## What the task asks
Search the listing below for the word "value" and copy each line where it appears.

(Given records begins)

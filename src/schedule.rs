use crate::task::{Priority, Task};
use chrono::{Duration, NaiveDateTime};
use tracing::warn;

pub const DEADLINE_FORMAT: &str = "%Y-%m-%d %H:%M";

#[derive(Debug, Clone, PartialEq, thiserror::Error)]
#[error("failed to parse deadline '{value}': {source}")]
pub struct DeadlineParseError {
    pub value: String,
    #[source]
    pub source: chrono::ParseError,
}

/// High=3, Medium=2, Low=1, anything else 0.
pub fn priority_rank(priority: &str) -> u8 {
    Priority::from_label(priority).rank()
}

pub fn parse_deadline(deadline: &str) -> Result<NaiveDateTime, DeadlineParseError> {
    NaiveDateTime::parse_from_str(deadline.trim(), DEADLINE_FORMAT).map_err(|source| {
        DeadlineParseError {
            value: deadline.to_string(),
            source,
        }
    })
}

/// Parsed deadline, or `now + fallback` with a warning when it does not parse,
/// so a malformed deadline never reads as overdue. Saturates at
/// `NaiveDateTime::MAX`.
pub fn resolve_deadline(deadline: &str, now: NaiveDateTime, fallback: Duration) -> NaiveDateTime {
    match parse_deadline(deadline) {
        Ok(instant) => instant,
        Err(err) => {
            warn!(
                deadline = %deadline,
                error = %err.source,
                "unparseable deadline, treating as far future"
            );
            now.checked_add_signed(fallback).unwrap_or(NaiveDateTime::MAX)
        }
    }
}

/// Execution order: highest priority first, earlier deadline first within a
/// priority. Equal keys keep their table order.
pub fn schedule(tasks: &[Task], now: NaiveDateTime, fallback: Duration) -> Vec<Task> {
    let mut keyed: Vec<(u8, NaiveDateTime, &Task)> = tasks
        .iter()
        .map(|task| {
            (
                task.priority_rank(),
                resolve_deadline(&task.deadline, now, fallback),
                task,
            )
        })
        .collect();
    keyed.sort_by(|a, b| b.0.cmp(&a.0).then(a.1.cmp(&b.1)));
    keyed.into_iter().map(|(_, _, task)| task.clone()).collect()
}

#[cfg(test)]
mod tests {
    use super::*;

    fn now() -> NaiveDateTime {
        parse_deadline("2025-01-01 00:00").unwrap()
    }

    fn ids(tasks: &[Task]) -> Vec<u32> {
        tasks.iter().map(|t| t.id).collect()
    }

    #[test]
    fn rank_matches_labels() {
        assert_eq!(priority_rank("High"), 3);
        assert_eq!(priority_rank("Medium"), 2);
        assert_eq!(priority_rank("Low"), 1);
        assert_eq!(priority_rank(""), 0);
    }

    #[test]
    fn same_priority_earlier_deadline_first() {
        let tasks = vec![
            Task::new(1, "nine", "High", "2025-01-01 09:00"),
            Task::new(2, "eight", "High", "2025-01-01 08:00"),
        ];
        assert_eq!(ids(&schedule(&tasks, now(), Duration::seconds(999_999))), vec![2, 1]);
    }

    #[test]
    fn higher_priority_beats_earlier_deadline() {
        let tasks = vec![
            Task::new(1, "low", "Low", "2025-01-01 01:00"),
            Task::new(2, "unknown", "Someday", "2024-01-01 00:00"),
            Task::new(3, "high", "High", "2025-06-01 00:00"),
            Task::new(4, "medium", "Medium", "2025-03-01 00:00"),
        ];
        assert_eq!(ids(&schedule(&tasks, now(), Duration::seconds(999_999))), vec![3, 4, 1, 2]);
    }

    #[test]
    fn malformed_deadline_sorts_as_far_future() {
        let tasks = vec![
            Task::new(1, "broken", "High", "next tuesday"),
            Task::new(2, "soon", "High", "2025-01-02 00:00"),
        ];
        assert_eq!(ids(&schedule(&tasks, now(), Duration::seconds(999_999))), vec![2, 1]);
    }

    #[test]
    fn resolve_deadline_falls_back() {
        let fallback = Duration::seconds(999_999);
        assert_eq!(resolve_deadline("garbage", now(), fallback), now() + fallback);
        assert!(parse_deadline("2025-13-01 00:00").is_err());
    }

    #[test]
    fn huge_fallback_saturates_instead_of_overflowing() {
        assert_eq!(
            resolve_deadline("garbage", now(), Duration::MAX),
            NaiveDateTime::MAX
        );
        let tasks = vec![
            Task::new(1, "broken", "High", "garbage"),
            Task::new(2, "soon", "High", "2025-01-02 00:00"),
        ];
        assert_eq!(ids(&schedule(&tasks, now(), Duration::MAX)), vec![2, 1]);
    }
}
use crate::table::{Table, TableError, TableResult};

/// LIFO store of full table copies.
#[derive(Debug, Clone, Default)]
pub struct UndoStack {
    snapshots: Vec<Table>,
}

impl UndoStack {
    pub fn new() -> Self {
        Self::default()
    }

    /// Stores an independent copy of `table`.
    pub fn push(&mut self, table: &Table) {
        self.snapshots.push(table.clone());
    }

    pub(crate) fn push_owned(&mut self, snapshot: Table) {
        self.snapshots.push(snapshot);
    }

    pub fn pop(&mut self) -> TableResult<Table> {
        self.snapshots.pop().ok_or(TableError::EmptyUndoStack)
    }

    pub fn len(&self) -> usize {
        self.snapshots.len()
    }

    pub fn is_empty(&self) -> bool {
        self.snapshots.is_empty()
    }
}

(Given records ends)

## Your response
#[error("failed to parse deadline '{value}': {source}")]
    pub value: String,
            value: deadline.to_string(),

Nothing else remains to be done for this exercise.